Nobody had a clue, until at the end of the segment when, after he queried a middle-aged man, his wife and their teenage son – and each one could only giggle nervously and plead ignorance – Leno motioned for the grandfather to come to the mike. I’m happy to report that the old guy was able to answer every question correctly, restoring my faith in the American education system. Well, almost.
Now, I’m confident that most of us are well acquainted with the basic facts surrounding the birth of this marvelous nation. We appreciate our freedom and are eager to understand how, since it is denied to so many, it came to be our legacy.
With this in mind, allow me to pose a question that you may not have considered about this freedom that at was finally won for us, at great cost, in 1783: Who taught our forefathers about it? What moved those patriots to be willing to give their lives to be free? Where did the belief come from that men somehow ought to be free, that among our “unalienable rights” is…”liberty”?
Some might say that the concept of individual freedom originated with the American Revolution or, if not there, probably with Enlightenment figures like John Locke.
In actuality, as Rodney Stark points out in his classic work The Victory of Reason, Locke and others built on a foundation laid by the teachings of the Bible. It’s in Genesis, for instance, where we learn that all men are created in the image of God, which means that inequality in the most important sense does not exist. It was this doctrine of the supreme value of every man, according to Stark, that shaped Western ideas about democracy and equality. Hence, the Declaration of Independence’s assertion that, ”We hold these truths to be self-evident, that all men are created equal, that they are endowed by their Creator with certain unalienable Rights…”

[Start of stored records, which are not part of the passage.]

//! Employee model referenced by reviews.
//!
//! Only what reviews need: a primary key to point at, plus the
//! descriptive columns of the `employees` table.
//!
//! # Invariants
//! - `name` is non-empty after trimming at all times.

use serde::{Deserialize, Serialize};

/// Primary key of an `employees` row.
pub type EmployeeId = i64;

#[derive(Debug, Clone, PartialEq, Eq, thiserror::Error)]
pub enum EmployeeValidationError {
    #[error("name must be a non-empty string")]
    BlankName,
}

#[derive(Debug, Clone, PartialEq, Eq, Serialize, Deserialize)]
#[serde(try_from = "EmployeeFields")]
pub struct Employee {
    id: Option<EmployeeId>,
    name: String,
    job_title: String,
}

#[derive(Deserialize)]
struct EmployeeFields {
    id: Option<EmployeeId>,
    name: String,
    job_title: String,
}

impl TryFrom<EmployeeFields> for Employee {
    type Error = EmployeeValidationError;

    fn try_from(value: EmployeeFields) -> Result<Self, Self::Error> {
        Self::build(value.id, value.name, value.job_title)
    }
}

impl Employee {
    pub fn new(
        name: impl Into<String>,
        job_title: impl Into<String>,
    ) -> Result<Self, EmployeeValidationError> {
        Self::build(None, name.into(), job_title.into())
    }

    /// Creates an employee that already carries a primary key.
    pub fn with_id(
        id: EmployeeId,
        name: impl Into<String>,
        job_title: impl Into<String>,
    ) -> Result<Self, EmployeeValidationError> {
        Self::build(Some(id), name.into(), job_title.into())
    }

    fn build(
        id: Option<EmployeeId>,
        name: String,
        job_title: String,
    ) -> Result<Self, EmployeeValidationError> {
        if name.trim().is_empty() {
            return Err(EmployeeValidationError::BlankName);
        }
        Ok(Self {
            id,
            name,
            job_title,
        })
    }

    pub fn id(&self) -> Option<EmployeeId> {
        self.id
    }

    pub fn name(&self) -> &str {
        &self.name
    }

    pub fn job_title(&self) -> &str {
        &self.job_title
    }

    pub(crate) fn set_id(&mut self, id: EmployeeId) {
        self.id = Some(id);
    }
}
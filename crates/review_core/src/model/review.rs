//! Review domain model.
//!
//! # Responsibility
//! - Define the canonical performance-review record.
//! - Enforce field rules on construction and on every mutation.
//!
//! # Invariants
//! - `year >= MIN_REVIEW_YEAR` at all times.
//! - `summary` is non-empty after trimming at all times. The stored text is
//!   kept exactly as given.
//! - `id` is `None` until the record is first inserted, and again after delete.

use serde::{Deserialize, Serialize};
use std::cell::RefCell;
use std::fmt::{Display, Formatter};
use std::rc::Rc;

use super::employee::EmployeeId;

/// Primary key of a persisted review, assigned by SQLite on insert.
pub type ReviewId = i64;

/// Shared handle handed out by the identity map.
///
/// Two handles for the same row compare equal under `Rc::ptr_eq`.
pub type SharedReview = Rc<RefCell<Review>>;

/// Earliest accepted review year.
pub const MIN_REVIEW_YEAR: i64 = 2000;

/// Field-level validation failures for [`Review`].
#[derive(Debug, Clone, PartialEq, Eq, thiserror::Error)]
pub enum ReviewValidationError {
    #[error("year {year} must be greater than or equal to {minimum}")]
    YearBeforeMinimum { year: i64, minimum: i64 },
    #[error("summary must be a non-empty string")]
    BlankSummary,
}

/// One performance-review record.
#[derive(Debug, Clone, PartialEq, Eq, Serialize, Deserialize)]
#[serde(try_from = "ReviewFields")]
pub struct Review {
    id: Option<ReviewId>,
    year: i64,
    summary: String,
    employee_id: EmployeeId,
}

/// Unvalidated wire shape used by `Deserialize`.
#[derive(Deserialize)]
struct ReviewFields {
    id: Option<ReviewId>,
    year: i64,
    summary: String,
    employee_id: EmployeeId,
}

impl TryFrom<ReviewFields> for Review {
    type Error = ReviewValidationError;

    fn try_from(value: ReviewFields) -> Result<Self, Self::Error> {
        Self::build(value.id, value.year, value.summary, value.employee_id)
    }
}

impl Review {
    /// Creates an unsaved review.
    ///
    /// Validates `year` then `summary`. The `employee_id` is only checked
    /// against storage by the repository.
    pub fn new(
        year: i64,
        summary: impl Into<String>,
        employee_id: EmployeeId,
    ) -> Result<Self, ReviewValidationError> {
        Self::build(None, year, summary.into(), employee_id)
    }

    /// Creates a review that already carries a primary key.
    ///
    /// Used when hydrating rows from storage.
    pub fn with_id(
        id: ReviewId,
        year: i64,
        summary: impl Into<String>,
        employee_id: EmployeeId,
    ) -> Result<Self, ReviewValidationError> {
        Self::build(Some(id), year, summary.into(), employee_id)
    }

    fn build(
        id: Option<ReviewId>,
        year: i64,
        summary: String,
        employee_id: EmployeeId,
    ) -> Result<Self, ReviewValidationError> {
        validate_year(year)?;
        validate_summary(&summary)?;
        Ok(Self {
            id,
            year,
            summary,
            employee_id,
        })
    }

    /// Wraps this review into a handle the repository can save and cache.
    pub fn into_shared(self) -> SharedReview {
        Rc::new(RefCell::new(self))
    }

    pub fn id(&self) -> Option<ReviewId> {
        self.id
    }

    pub fn year(&self) -> i64 {
        self.year
    }

    pub fn summary(&self) -> &str {
        &self.summary
    }

    pub fn employee_id(&self) -> EmployeeId {
        self.employee_id
    }

    /// Returns whether this review has a row in storage.
    pub fn is_persisted(&self) -> bool {
        self.id.is_some()
    }

    /// Replaces `year`; the previous value is kept on error.
    pub fn set_year(&mut self, year: i64) -> Result<(), ReviewValidationError> {
        validate_year(year)?;
        self.year = year;
        Ok(())
    }

    /// Replaces `summary`; the previous value is kept on error.
    pub fn set_summary(
        &mut self,
        summary: impl Into<String>,
    ) -> Result<(), ReviewValidationError> {
        let summary = summary.into();
        validate_summary(&summary)?;
        self.summary = summary;
        Ok(())
    }

    // Referential validity is the caller's job; see `ReviewRepository::assign_employee`.
    pub(crate) fn set_employee_id(&mut self, employee_id: EmployeeId) {
        self.employee_id = employee_id;
    }

    pub(crate) fn set_id(&mut self, id: Option<ReviewId>) {
        self.id = id;
    }
}

impl Display for Review {
    fn fmt(&self, f: &mut Formatter<'_>) -> std::fmt::Result {
        let id = self
            .id
            .map_or_else(|| "None".to_string(), |id| id.to_string());
        write!(
            f,
            "<Review {id}: {}, {}, Employee: {}>",
            self.year, self.summary, self.employee_id
        )
    }
}

fn validate_year(year: i64) -> Result<(), ReviewValidationError> {
    if year < MIN_REVIEW_YEAR {
        return Err(ReviewValidationError::YearBeforeMinimum {
            year,
            minimum: MIN_REVIEW_YEAR,
        });
    }
    Ok(())
}

fn validate_summary(summary: &str) -> Result<(), ReviewValidationError> {
    if summary.trim().is_empty() {
        return Err(ReviewValidationError::BlankSummary);
    }
    Ok(())
}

Then, too, the Bible contributed to the concept of freedom through its teaching about governance. Jesus said, “Give to Caesar the things that are Caesar’s, and give to God the things that are God’s” (Mark 12:17). There are limits, he explained, to a king’s rightful authority over his people.
Sadly, it’s not just the historical facts about the American Revolution that are no longer taught in our schools. The truth that many of the principles on which Western culture is hinged originated in the Bible is ignored as well. In its stead, young people are indoctrinated to understand that freedom resulted from putting as much distance between us and the Bible as possible.
I don’t know what effect people’s ignorance of the number of original Colonies, etc. has on our nation – surely it’s not a good one - but today’s proverb leaves no doubt that to deny God’s role in our history is calamitous. Distancing ourselves from what God has said leaves us without a solid foundation for believing that all people should be free, thus jeopardizing our own freedom, or as the proverb has it, leaving us “stumbling all over ourselves.”